Compare and Swap
Suppose that we wanted to compute x = 2*(x+1); atomically. We could try writing it on an x86 machine as
lock incl x ; x += 1 (atomic increment)
lock sall x ; x <<= 1 (atomic left shift by one => mult by 2)
Similarly, let's consider this code for adding a list node onto the front of a linked list:
// declare malloc because reasons
void *malloc(size_t size);
struct list_node {
int data;
struct list_node *next;
};
struct list_node *head;
void add_to_list(int value) {
struct list_node *new_node = malloc(sizeof(struct list_node));
new_node->data = value;
new_node->next = head;
head = new_node;
}
The assembly code for this function might look something like
add_to_list:
pushl %esi ; save esi because we're gonna use it
subl $8, %esp ; argument for malloc goes on the stack
movl $8, (%esp) ; size of struct list_node
calll malloc ; allocate memory for new node, address in eax
movl 16(%esp), %esi ; load value into esi
movl %esi, (%eax) ; new_node->data = value
movl head, %ecx ; load head into ecx
movl %ecx, 4(%eax) ; new_node->next = head
movl %eax, head ; head = new_node
addl $8, %esp ; clean up stack from malloc argument
popl %esi ; restore esi
retl ; return
Do I need to study this assembly code closely?
No.
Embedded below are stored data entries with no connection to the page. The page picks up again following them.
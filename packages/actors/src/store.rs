//! Bounded access to the queue store.

use std::future::Future;
use std::time::Duration;

use db::DbError;
use walkin_core::{QueueError, QueueResult};

/// Run a store call, failing with `StoreUnavailable` if it takes longer than `limit`.
pub(crate) async fn bounded<T>(
    limit: Duration,
    call: impl Future<Output = Result<T, DbError>>,
) -> QueueResult<T> {
    match tokio::time::timeout(limit, call).await {
        Ok(result) => result.map_err(QueueError::from),
        Err(_) => Err(QueueError::store(format!(
            "store did not answer within {}ms",
            limit.as_millis()
        ))),
    }
}
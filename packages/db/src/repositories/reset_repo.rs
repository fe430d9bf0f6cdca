//! Persisted marker of the last operating day that was reset.

use chrono::NaiveDate;
use serde::Deserialize;

use crate::repositories::EntryRepository;
use crate::{DbError, get_db};

/// Repository for the daily reset marker.
pub struct ResetLogRepository;

#[derive(Debug, Deserialize)]
struct ResetLogRecord {
    last_reset_day: NaiveDate,
}

impl ResetLogRepository {
    /// Day of the most recent reset, if one was ever recorded.
    pub async fn last_reset_day() -> Result<Option<NaiveDate>, DbError> {
        let db = get_db()?;

        let mut result = db
            .query("SELECT last_reset_day FROM reset_log:walkin")
            .await?;

        let records: Vec<ResetLogRecord> = result.take(0)?;

        Ok(records.into_iter().next().map(|r| r.last_reset_day))
    }

    /// Record that `day` has been reset.
    pub async fn record_reset(day: NaiveDate) -> Result<(), DbError> {
        let db = get_db()?;

        db.query("UPSERT reset_log:walkin SET last_reset_day = $day, reset_at = time::now()")
            .bind(("day", day.to_string()))
            .await?
            .check()?;

        Ok(())
    }

    /// Delete every entry and record `day` as reset, in one transaction.
    ///
    /// Either both happen or neither does. Returns how many entries were removed.
    pub async fn reset_day(day: NaiveDate) -> Result<u64, DbError> {
        let db = get_db()?;

        let removed = EntryRepository::count_all().await?;

        db.query(
            r#"
            BEGIN TRANSACTION;
            DELETE walkin_entry;
            UPSERT reset_log:walkin SET last_reset_day = $day, reset_at = time::now();
            COMMIT TRANSACTION;
            "#,
        )
        .bind(("day", day.to_string()))
        .await?
        .check()?;

        Ok(removed)
    }
}
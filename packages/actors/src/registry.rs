//! Process-wide lookup of the running walk-in queue.

use std::sync::{LazyLock, PoisonError, RwLock};

use crate::handle::WalkInHandle;

/// Global registry for the walk-in handle.
///
/// Lets server functions reach the queue without passing the handle
/// through every call.
pub struct WalkInRegistry {
    walk_in: RwLock<Option<WalkInHandle>>,
}

impl WalkInRegistry {
    /// Create a new empty registry.
    pub fn new() -> Self {
        Self {
            walk_in: RwLock::new(None),
        }
    }

    /// Register the walk-in handle, replacing any previous one.
    pub fn register(&self, handle: WalkInHandle) {
        *self.walk_in.write().unwrap_or_else(PoisonError::into_inner) = Some(handle);
    }

    /// Get the walk-in handle.
    pub fn get(&self) -> Option<WalkInHandle> {
        self.walk_in
            .read()
            .unwrap_or_else(PoisonError::into_inner)
            .clone()
    }

    /// Forget the registered handle, returning it.
    pub fn take(&self) -> Option<WalkInHandle> {
        self.walk_in
            .write()
            .unwrap_or_else(PoisonError::into_inner)
            .take()
    }
}

impl Default for WalkInRegistry {
    fn default() -> Self {
        Self::new()
    }
}

static REGISTRY: LazyLock<WalkInRegistry> = LazyLock::new(WalkInRegistry::new);

/// Get the global walk-in registry.
pub fn global_registry() -> &'static WalkInRegistry {
    &REGISTRY
}
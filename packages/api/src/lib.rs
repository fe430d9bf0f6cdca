//! Server API functions for the clinic walk-in queue.
//!
//! This crate contains all shared fullstack server functions for:
//! - Walk-in intake and the public queue views (list, current token, ETA)
//! - Staff operations (call next, complete, skip, reset, settings)
//! - Real-time events (SSE formatting for the web server)

mod staff;
mod types;
mod walkin;

#[cfg(feature = "server")]
mod auth;

#[cfg(feature = "server")]
mod config;

#[cfg(feature = "server")]
mod init;

#[cfg(feature = "server")]
mod realtime;

// Re-export all server functions
pub use staff::*;
pub use types::*;
pub use walkin::*;

#[cfg(feature = "server")]
pub use auth::{AuthError, Claims, StaffAuth};

#[cfg(feature = "server")]
pub use config::{ConfigError, ServerConfig};

#[cfg(feature = "server")]
pub use init::*;

#[cfg(feature = "server")]
pub use realtime::*;

// Re-export core types for convenience
pub use walkin_core::{
    EntryStatus, QueueEntry, QueueError, QueueEvent, QueueSummary, Settings, TokenNo,
};
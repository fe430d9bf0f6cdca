//! Server setup: logging, queue startup and the SSE route.

use std::convert::Infallible;
use std::sync::Once;

use axum::Router;
use axum::http::StatusCode;
use axum::response::sse::{Event, KeepAlive, Sse};
use axum::routing::get;
use futures_util::{Stream, StreamExt};
use tokio_stream::wrappers::BroadcastStream;
use tokio_stream::wrappers::errors::BroadcastStreamRecvError;
use tracing_subscriber::EnvFilter;
use walkin_core::QueueEvent;

use crate::App;

/// Log at INFO unless `RUST_LOG` says otherwise.
pub fn init_tracing() {
    let filter = EnvFilter::try_from_default_env().unwrap_or_else(|_| EnvFilter::new("info"));
    tracing_subscriber::fmt().with_env_filter(filter).init();
}

/// Start the walk-in queue and build the router serving the app, its server
/// functions and the event stream.
pub async fn router() -> Result<Router, api::InitError> {
    api::ensure_initialized().await?;
    stop_on_ctrl_c();

    Ok(dioxus::server::router(App).route("/api/events", get(events)))
}

/// Let the walk-in actor finish queued requests before the process exits.
fn stop_on_ctrl_c() {
    static LISTENER: Once = Once::new();
    LISTENER.call_once(|| {
        tokio::spawn(async {
            if tokio::signal::ctrl_c().await.is_ok() {
                tracing::info!("Shutting down walk-in queue...");
                api::shutdown_walk_in().await;
                std::process::exit(0);
            }
        });
    });
}

fn to_sse(event: &QueueEvent) -> Event {
    Event::default().event(event.name()).data(api::sse_data(event))
}

/// Stream queue events to a dashboard or token display.
async fn events() -> Result<Sse<impl Stream<Item = Result<Event, Infallible>>>, (StatusCode, String)> {
    let rx = api::subscribe_events()
        .await
        .map_err(|e| (StatusCode::SERVICE_UNAVAILABLE, e.to_string()))?;

    let stream = BroadcastStream::new(rx).map(|item| {
        let event = match item {
            Ok(event) => event,
            // Missed events only ever mean "re-fetch".
            Err(BroadcastStreamRecvError::Lagged(skipped)) => {
                tracing::debug!("Event subscriber lagged by {} events", skipped);
                QueueEvent::queue_update()
            }
        };
        Ok(to_sse(&event))
    });

    Ok(Sse::new(stream).keep_alive(KeepAlive::default()))
}
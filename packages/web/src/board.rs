//! Token display: the token being served plus walk-in intake.

use dioxus::prelude::*;
use walkin_core::QueueSummary;

#[component]
pub fn TokenBoard() -> Element {
    let mut issued = use_signal(|| None::<(u64, f64)>);
    let mut error = use_signal(|| None::<String>);

    let mut current = use_resource(move || async move { api::current_token().await.ok() });
    let mut summary = use_resource(move || async move { api::queue_summary().await.ok() });

    let refresh = move |_| {
        current.restart();
        summary.restart();
    };

    let take_token = move |_| {
        spawn(async move {
            match api::enqueue_walk_in(None, None).await {
                Ok(response) => {
                    let eta = api::walk_in_eta(response.token_no.to_string())
                        .await
                        .map(|e| e.eta_minutes)
                        .unwrap_or(0.0);
                    issued.set(Some((response.token_no, eta)));
                    summary.restart();
                }
                Err(e) => error.set(Some(format!("Could not issue a token: {}", e))),
            }
        });
    };

    let now_serving = match current.read().as_ref() {
        Some(Some(response)) => response
            .token_no
            .map(|t| t.to_string())
            .unwrap_or_else(|| "-".to_string()),
        _ => "-".to_string(),
    };

    let counts = summary
        .read()
        .as_ref()
        .cloned()
        .flatten()
        .unwrap_or_default();

    rsx! {
        div { class: "token-board",
            h1 { "Now serving" }
            div { class: "token-current", "{now_serving}" }

            if let Some(err) = error() {
                div { class: "error-banner",
                    span { "{err}" }
                    button { onclick: move |_| error.set(None), "×" }
                }
            }

            Counts { summary: counts }

            div { class: "token-actions",
                button { onclick: take_token, "Take a token" }
                button { onclick: refresh, "Refresh" }
            }

            if let Some((token, eta)) = issued() {
                div { class: "token-issued",
                    "Your token is {token}. Estimated wait: {eta} minutes."
                }
            }
        }
    }
}

#[component]
fn Counts(summary: QueueSummary) -> Element {
    rsx! {
        ul { class: "token-counts",
            li { "Waiting: {summary.waiting}" }
            li { "Called: {summary.called}" }
            li { "Completed: {summary.completed}" }
            li { "Skipped: {summary.skipped}" }
            li { "Issued today: {summary.total()}" }
        }
    }
}
//! Server initialization for the walk-in queue.

use std::sync::{Arc, LazyLock, OnceLock};

use actors::{LocalClock, StartError, WalkInHandle, WalkInSystem, global_registry, start_walk_in};
use db::DbError;
use dioxus::prelude::ServerFnError;
use tokio::sync::{Mutex, OnceCell};
use walkin_core::QueueError;

use crate::auth::StaffAuth;
use crate::config::{ConfigError, ServerConfig};

/// Errors raised while bringing the walk-in queue up.
#[derive(Debug, thiserror::Error)]
pub enum InitError {
    #[error("Configuration error: {0}")]
    Config(#[from] ConfigError),

    #[error("Database error: {0}")]
    Db(#[from] DbError),

    #[error(transparent)]
    Start(#[from] StartError),
}

static INIT: OnceCell<()> = OnceCell::const_new();
static SYSTEM: LazyLock<Mutex<Option<WalkInSystem>>> = LazyLock::new(|| Mutex::new(None));
static STAFF: OnceLock<StaffAuth> = OnceLock::new();

/// Initialize the walk-in queue with an explicit configuration.
///
/// Only the first successful call has any effect.
pub async fn init_walk_in(config: ServerConfig) -> Result<(), InitError> {
    INIT.get_or_try_init(|| start(config)).await?;
    Ok(())
}

/// Initialize from the environment unless already running.
pub async fn ensure_initialized() -> Result<(), InitError> {
    if INIT.initialized() {
        return Ok(());
    }
    init_walk_in(ServerConfig::from_env()?).await
}

async fn start(config: ServerConfig) -> Result<(), InitError> {
    tracing::info!("Initializing walk-in queue...");

    db::init(config.db).await?;

    let system = start_walk_in(config.walk_in, Arc::new(LocalClock)).await?;
    global_registry().register(system.handle().clone());
    let _ = STAFF.set(config.staff);
    *SYSTEM.lock().await = Some(system);

    tracing::info!("Walk-in queue initialized");
    Ok(())
}

/// Stop the walk-in actors, letting queued requests finish first.
pub async fn shutdown_walk_in() {
    global_registry().take();
    if let Some(system) = SYSTEM.lock().await.take() {
        system.shutdown().await;
    }
}

/// Handle to the running walk-in queue, starting it on first use.
pub async fn walk_in() -> Result<WalkInHandle, ServerFnError> {
    ensure_initialized()
        .await
        .map_err(|e| ServerFnError::new(format!("Initialization failed: {}", e)))?;

    global_registry()
        .get()
        .ok_or_else(|| ServerFnError::new("Walk-in queue not available"))
}

/// Reject requests that do not carry a valid staff session.
pub async fn verify_staff(token: &str) -> Result<(), ServerFnError> {
    ensure_initialized()
        .await
        .map_err(|e| ServerFnError::new(format!("Initialization failed: {}", e)))?;

    let staff = STAFF
        .get()
        .ok_or_else(|| ServerFnError::new("Staff login not configured"))?;

    staff.verify(token).map(|_| ()).map_err(|e| {
        tracing::debug!("Rejected staff request: {}", e);
        ServerFnError::new(format!("Unauthorized: {}", e))
    })
}

/// Staff credential check, for the login server function.
pub(crate) async fn staff_auth() -> Result<&'static StaffAuth, ServerFnError> {
    ensure_initialized()
        .await
        .map_err(|e| ServerFnError::new(format!("Initialization failed: {}", e)))?;

    STAFF
        .get()
        .ok_or_else(|| ServerFnError::new("Staff login not configured"))
}

/// Translate a queue error into the server function error shown to callers.
pub fn queue_error(err: QueueError) -> ServerFnError {
    if err.is_server_failure() {
        tracing::warn!("Walk-in request failed: {}", err);
    }
    ServerFnError::new(err.to_string())
}
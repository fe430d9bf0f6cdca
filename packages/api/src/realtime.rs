//! Real-time event streaming via Server-Sent Events.

use tokio::sync::broadcast;
use walkin_core::QueueEvent;

/// Subscribe to queue events published from now on.
pub async fn subscribe_events() -> Result<broadcast::Receiver<QueueEvent>, dioxus::prelude::ServerFnError> {
    Ok(crate::walk_in().await?.subscribe())
}

/// JSON payload sent as the `data:` line of an SSE message.
pub fn sse_data(event: &QueueEvent) -> String {
    serde_json::to_string(event).unwrap_or_else(|_| "{}".to_string())
}
//! Actor system for the walk-in queue.
//!
//! This crate provides the Ractor-based actors that serialize every
//! mutation of the walk-in queue and clear it at the start of each
//! operating day.
//!
//! # Architecture
//!
//! - `WalkInActor` - Issues tokens, calls the next patient and rolls the day over
//! - `ResetScheduler` - Nudges the actor to roll over once the calendar date changes
//! - `EventBus` - Fan-out of queue events to live subscribers
//!
//! # Usage
//!
//! ```ignore
//! use actors::{LocalClock, WalkInConfig, start_walk_in};
//!
//! db::init(db::DbConfig::memory()).await?;
//! let system = start_walk_in(WalkInConfig::default(), Arc::new(LocalClock)).await?;
//!
//! let entry = system.handle().enqueue(NewEntry::anonymous()).await?;
//! let called = system.handle().call_next().await?;
//! ```

mod clock;
mod config;
mod events;
mod handle;
mod messages;
pub mod registry;
mod reset;
mod scheduler;
mod sequencer;
mod store;
mod system;
mod walkin_actor;

pub use clock::{Clock, LocalClock, ManualClock};
pub use config::{STORE_CALLS_PER_REQUEST, WalkInConfig};
pub use events::EventBus;
pub use handle::WalkInHandle;
pub use messages::{SchedulerMessage, WalkInMessage};
pub use registry::{WalkInRegistry, global_registry};
pub use reset::ResetState;
pub use scheduler::ResetScheduler;
pub use sequencer::TokenSequencer;
pub use system::{StartError, WalkInSystem, start_walk_in};
pub use walkin_actor::{WalkInActor, WalkInArgs};

/// Re-export ractor types for convenience.
pub use ractor::{Actor, ActorRef, RpcReplyPort, concurrency};
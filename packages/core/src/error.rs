//! Error taxonomy for queue operations.

use serde::{Deserialize, Serialize};
use thiserror::Error;

use crate::EntryStatus;

/// Result alias used by every queue operation.
pub type QueueResult<T> = Result<T, QueueError>;

/// Errors surfaced by the walk-in queue.
#[derive(Debug, Clone, PartialEq, Error, Serialize, Deserialize)]
#[serde(tag = "kind", content = "detail", rename_all = "snake_case")]
pub enum QueueError {
    /// The backing store could not be reached or did not answer in time.
    #[error("Store unavailable: {0}")]
    StoreUnavailable(String),

    /// The operation targeted an entry that does not exist.
    #[error("Not found: {0}")]
    NotFound(String),

    /// The requested status change is not allowed.
    #[error("Invalid transition: {from} -> {to}")]
    InvalidTransition { from: EntryStatus, to: EntryStatus },

    /// Malformed input, rejected before reaching the store.
    #[error("Validation error: {0}")]
    Validation(String),
}

impl QueueError {
    /// Whether this error should be reported as a server-side failure.
    pub fn is_server_failure(&self) -> bool {
        matches!(self, QueueError::StoreUnavailable(_))
    }

    pub fn store(msg: impl std::fmt::Display) -> Self {
        QueueError::StoreUnavailable(msg.to_string())
    }

    pub fn validation(msg: impl Into<String>) -> Self {
        QueueError::Validation(msg.into())
    }
}
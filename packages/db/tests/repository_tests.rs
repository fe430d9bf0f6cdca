#![allow(clippy::disallowed_methods)]

mod common;

use common::TestResult;

use chrono::NaiveDate;
use walkin_core::{EntryStatus, NewEntry, QueueEntry, QueueError, Settings, TokenNo};

use db::DbError;
use db::repositories::{
    EntryFilter, EntryRepository, ResetLogRepository, SettingsRepository, TokenOrder,
};

fn day() -> NaiveDate {
    NaiveDate::from_ymd_opt(2026, 10, 18).unwrap()
}

async fn insert_tokens(range: std::ops::RangeInclusive<u64>) -> Result<Vec<QueueEntry>, DbError> {
    let mut inserted = Vec::new();
    for n in range {
        let entry = QueueEntry::waiting(TokenNo(n), NewEntry::anonymous(), day());
        inserted.push(EntryRepository::insert(&entry).await?);
    }
    Ok(inserted)
}

#[test]
fn insert_get_and_list_in_token_order() -> TestResult {
    common::run(async {
        let _guard = common::setup_db().await?;

        let request = NewEntry::new(Some("patient-9".into()), Some("dr-house".into()));
        let entry = QueueEntry::waiting(TokenNo(2), request, day());
        let created = EntryRepository::insert(&entry).await?;
        assert_eq!(created.id, entry.id);
        assert_eq!(created.token_no, TokenNo(2));
        assert_eq!(created.patient_ref.as_deref(), Some("patient-9"));
        assert_eq!(created.status, EntryStatus::Waiting);
        assert_eq!(created.operating_day, day());

        insert_tokens(1..=1).await?;
        insert_tokens(3..=3).await?;

        let loaded = EntryRepository::get(entry.id).await?;
        assert_eq!(loaded.doctor_ref.as_deref(), Some("dr-house"));

        let by_token = EntryRepository::get_by_token(TokenNo(2)).await?;
        assert_eq!(by_token.id, entry.id);

        let all = EntryRepository::list(EntryFilter::default()).await?;
        let tokens: Vec<u64> = all.iter().map(|e| e.token_no.get()).collect();
        assert_eq!(tokens, vec![1, 2, 3]);

        let desc = EntryRepository::list(EntryFilter {
            order: TokenOrder::Descending,
            ..Default::default()
        })
        .await?;
        assert_eq!(desc.first().map(|e| e.token_no), Some(TokenNo(3)));

        let by_doctor = EntryRepository::list(EntryFilter {
            doctor_ref: Some("dr-house".into()),
            ..Default::default()
        })
        .await?;
        assert_eq!(by_doctor.len(), 1);

        assert_eq!(EntryRepository::high_water_mark().await?, 3);

        Ok(())
    })
}

#[test]
fn duplicate_token_is_rejected() -> TestResult {
    common::run(async {
        let _guard = common::setup_db().await?;

        insert_tokens(1..=1).await?;
        let duplicate = QueueEntry::waiting(TokenNo(1), NewEntry::anonymous(), day());
        assert!(EntryRepository::insert(&duplicate).await.is_err());

        Ok(())
    })
}

#[test]
fn missing_entries_are_not_found() -> TestResult {
    common::run(async {
        let _guard = common::setup_db().await?;

        let missing = EntryRepository::get_by_token(TokenNo(42)).await;
        assert!(matches!(missing, Err(DbError::NotFound(_))));

        let ghost = walkin_core::EntryId::new();
        let update = EntryRepository::update_status(ghost, EntryStatus::Waiting, EntryStatus::Called).await;
        assert!(matches!(update, Err(DbError::NotFound(_))));

        assert_eq!(EntryRepository::high_water_mark().await?, 0);
        assert!(EntryRepository::first_waiting().await?.is_none());
        assert!(EntryRepository::latest_called().await?.is_none());

        Ok(())
    })
}

#[test]
fn update_status_is_compare_and_set() -> TestResult {
    common::run(async {
        let _guard = common::setup_db().await?;

        let entries = insert_tokens(1..=2).await?;
        let first = &entries[0];

        let called = EntryRepository::update_status(first.id, EntryStatus::Waiting, EntryStatus::Called).await?;
        assert_eq!(called.status, EntryStatus::Called);

        // A second caller still expecting `waiting` loses.
        let stale = EntryRepository::update_status(first.id, EntryStatus::Waiting, EntryStatus::Called).await;
        assert!(matches!(
            stale,
            Err(DbError::StatusConflict {
                actual: EntryStatus::Called,
                requested: EntryStatus::Called
            })
        ));

        let err: QueueError = stale.unwrap_err().into();
        assert!(matches!(err, QueueError::InvalidTransition { .. }));

        assert_eq!(
            EntryRepository::first_waiting().await?.map(|e| e.token_no),
            Some(TokenNo(2))
        );
        assert_eq!(
            EntryRepository::latest_called().await?.map(|e| e.token_no),
            Some(TokenNo(1))
        );

        Ok(())
    })
}

#[test]
fn counts_waiting_ahead_and_by_status() -> TestResult {
    common::run(async {
        let _guard = common::setup_db().await?;

        let entries = insert_tokens(1..=4).await?;
        EntryRepository::update_status(entries[1].id, EntryStatus::Waiting, EntryStatus::Called).await?;

        assert_eq!(EntryRepository::count_waiting_before(TokenNo(1)).await?, 0);
        // Token 2 was called and no longer counts toward the wait.
        assert_eq!(EntryRepository::count_waiting_before(TokenNo(3)).await?, 1);
        assert_eq!(EntryRepository::count_waiting_before(TokenNo(4)).await?, 2);
        assert_eq!(EntryRepository::count_waiting_before(TokenNo(100)).await?, 3);

        let counts = EntryRepository::count_by_status().await?;
        assert_eq!(counts.get(&EntryStatus::Waiting).copied(), Some(3));
        assert_eq!(counts.get(&EntryStatus::Called).copied(), Some(1));
        assert_eq!(counts.get(&EntryStatus::Completed).copied(), None);

        Ok(())
    })
}

#[test]
fn clear_all_reports_removed_count() -> TestResult {
    common::run(async {
        let _guard = common::setup_db().await?;

        insert_tokens(1..=3).await?;
        assert_eq!(EntryRepository::clear_all().await?, 3);
        assert!(EntryRepository::list(EntryFilter::default()).await?.is_empty());
        assert_eq!(EntryRepository::clear_all().await?, 0);

        Ok(())
    })
}

#[test]
fn settings_singleton() -> TestResult {
    common::run(async {
        let _guard = common::setup_db().await?;

        assert_eq!(SettingsRepository::read().await?, None);
        let fallback = SettingsRepository::read_or(Settings::default()).await?;
        assert_eq!(fallback, Settings::default());

        let seeded = SettingsRepository::ensure(Settings::new(12.0)?).await?;
        assert_eq!(seeded.avg_service_time_minutes, 12.0);

        // ensure never overwrites an existing record
        let again = SettingsRepository::ensure(Settings::new(30.0)?).await?;
        assert_eq!(again.avg_service_time_minutes, 12.0);

        let written = SettingsRepository::write(Settings::new(7.5)?).await?;
        assert_eq!(written.avg_service_time_minutes, 7.5);
        assert_eq!(
            SettingsRepository::read().await?.map(|s| s.avg_service_time_minutes),
            Some(7.5)
        );

        Ok(())
    })
}

#[test]
fn reset_log_round_trip() -> TestResult {
    common::run(async {
        let _guard = common::setup_db().await?;

        assert_eq!(ResetLogRepository::last_reset_day().await?, None);

        ResetLogRepository::record_reset(day()).await?;
        assert_eq!(ResetLogRepository::last_reset_day().await?, Some(day()));

        let next = day().succ_opt().unwrap();
        ResetLogRepository::record_reset(next).await?;
        assert_eq!(ResetLogRepository::last_reset_day().await?, Some(next));

        Ok(())
    })
}

#[test]
fn count_waiting_tracks_successive_calls() -> TestResult {
    common::run(async {
        let _guard = common::setup_db().await?;

        let entries = insert_tokens(1..=3).await?;
        assert_eq!(EntryRepository::count_waiting_before(TokenNo(3)).await?, 2);

        EntryRepository::update_status(entries[0].id, EntryStatus::Waiting, EntryStatus::Called).await?;
        assert_eq!(EntryRepository::count_waiting_before(TokenNo(3)).await?, 1);

        EntryRepository::update_status(entries[1].id, EntryStatus::Waiting, EntryStatus::Called).await?;
        assert_eq!(EntryRepository::count_waiting_before(TokenNo(3)).await?, 0);
        assert_eq!(EntryRepository::count_all().await?, 3);

        Ok(())
    })
}

#[test]
fn reset_day_clears_and_marks_together() -> TestResult {
    common::run(async {
        let _guard = common::setup_db().await?;

        insert_tokens(1..=3).await?;
        let next = day().succ_opt().unwrap();

        assert_eq!(ResetLogRepository::reset_day(next).await?, 3);
        assert!(EntryRepository::list(EntryFilter::default()).await?.is_empty());
        assert_eq!(ResetLogRepository::last_reset_day().await?, Some(next));

        Ok(())
    })
}

#[test]
fn failed_marker_write_keeps_entries() -> TestResult {
    common::run(async {
        let _guard = common::setup_db().await?;

        ResetLogRepository::record_reset(day()).await?;
        insert_tokens(1..=2).await?;

        common::break_reset_log().await?;
        let next = day().succ_opt().unwrap();
        let result = ResetLogRepository::reset_day(next).await;
        common::restore_reset_log().await?;

        assert!(result.is_err());
        assert_eq!(EntryRepository::count_all().await?, 2);
        assert_eq!(ResetLogRepository::last_reset_day().await?, Some(day()));

        Ok(())
    })
}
It's just a reminder that ultimately all your code becomes instructions like these. We're not going to ask you to write assembly code like this, but it's good to have a broad sense of what's going on under the hood.
Again, we can see that there is no single instruction that adds a linked-list element—the process requires several instructions, and, in particular, we need to both move the old value of head to the next pointer of the new node and then update head to point to the new node, and we want to do that atomically.
Meh. So basically atomic instruction aren't up to the job. Got it.
Actually, it turns out we just need a better atomic instruction.
Compare and Swap to the Rescue
It can be argued that the problem is with the read-modify-write concept we've been working with, as this approach always unconditionally updates the value.
Let's rethink the problem. What if we could read the value of head, check that it's still the same as when we read it, and then update it only if it's still the same? This is the idea behind the compare-and-swap instruction.
Here's pseudocode for the compare_and_swap instruction, based on the compiler's intrinsic function __atomic_compare_exchange_n:
/* compare_and_swap: atomically update *ptr if it equals expected
* (as C code, this isn't atomic, but as a special CPU instruction it is)
*/
bool
compare_and_swap(int *ptr, int expected, int new) {
int old = *ptr;
if (old == expected) {
*ptr = new;
return true;
}
return false;
}
Solving x = 2*(x+1) with Compare and Swap
Let's see how we can use compare_and_swap to solve the x = 2*(x+1) problem atomically:
void atomic_increment_and_double(int *x) {
int expected, new;
do {
expected = *x;
new = 2 * (expected + 1);
} while (!compare_and_swap(x, expected, new));
}
I think I see why it works. The
compare_and_swaponly updatesxif*xis still equal toexpected. If another thread has modifiedxin the meantime, thecompare_and_swapwill fail, and the loop will try again.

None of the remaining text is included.